__What the exercise asks__
If a line below contains the string "reference", copy it out.

** Opening Material for the task block **

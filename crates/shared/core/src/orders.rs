use serde::{Deserialize, Serialize};
use uuid::Uuid;

use crate::values::{AssetId, Price, Quantity, StrategyId, Timestamp};

/// Unique identifier for an order proposal
pub type ProposalId = Uuid;

/// Order side (Buy or Sell)
#[derive(Debug, Clone, Copy, PartialEq, Eq, Hash, Serialize, Deserialize)]
pub enum Side {
    Buy,
    Sell,
}

impl Side {
    /// Returns the opposite side
    pub fn opposite(&self) -> Self {
        match self {
            Side::Buy => Side::Sell,
            Side::Sell => Side::Buy,
        }
    }
}

/// An order a strategy wants to place, prior to risk validation.
///
/// The price is the reference price the proposal was sized against and is
/// what the validation gate uses for notional arithmetic.
#[derive(Debug, Clone, Serialize, Deserialize)]
pub struct OrderProposal {
    pub id: ProposalId,
    pub strategy_id: StrategyId,
    pub asset: AssetId,
    pub side: Side,
    pub quantity: Quantity,
    pub price: Price,
    pub created_at: Timestamp,
}

impl OrderProposal {
    /// Create a proposal with explicit timestamp
    pub fn new(
        strategy_id: impl Into<StrategyId>,
        asset: impl Into<AssetId>,
        side: Side,
        quantity: Quantity,
        price: Price,
        timestamp: Timestamp,
    ) -> Self {
        Self {
            id: Uuid::new_v4(),
            strategy_id: strategy_id.into(),
            asset: asset.into(),
            side,
            quantity,
            price,
            created_at: timestamp,
        }
    }

    /// Notional value at the reference price (price * quantity)
    pub fn notional(&self) -> Quantity {
        self.price * self.quantity
    }
}

/// An execution against a previously approved proposal
#[derive(Debug, Clone, Serialize, Deserialize)]
pub struct Fill {
    pub proposal_id: ProposalId,
    pub strategy_id: StrategyId,
    pub asset: AssetId,
    pub side: Side,
    pub quantity: Quantity,
    pub price: Price,
    pub timestamp: Timestamp,
}

impl Fill {
    /// Notional value of the execution (price * quantity)
    pub fn notional(&self) -> Quantity {
        self.price * self.quantity
    }
}

#[cfg(test)]
mod tests {
    use super::*;
    use chrono::Utc;
    use rust_decimal_macros::dec;

    #[test]
    fn test_proposal_notional() {
        let proposal = OrderProposal::new(
            "momentum-1",
            "BTC/USD",
            Side::Buy,
            dec!(0.5),
            dec!(50000),
            Utc::now(),
        );
        assert_eq!(proposal.notional(), dec!(25000.0));
    }

    #[test]
    fn test_side_opposite() {
        assert_eq!(Side::Buy.opposite(), Side::Sell);
        assert_eq!(Side::Sell.opposite(), Side::Buy);
    }
}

** Closing Material for the task block **

__Completed exercise__
/// The price is the reference price the proposal was sized against and is
    /// Notional value at the reference price (price * quantity)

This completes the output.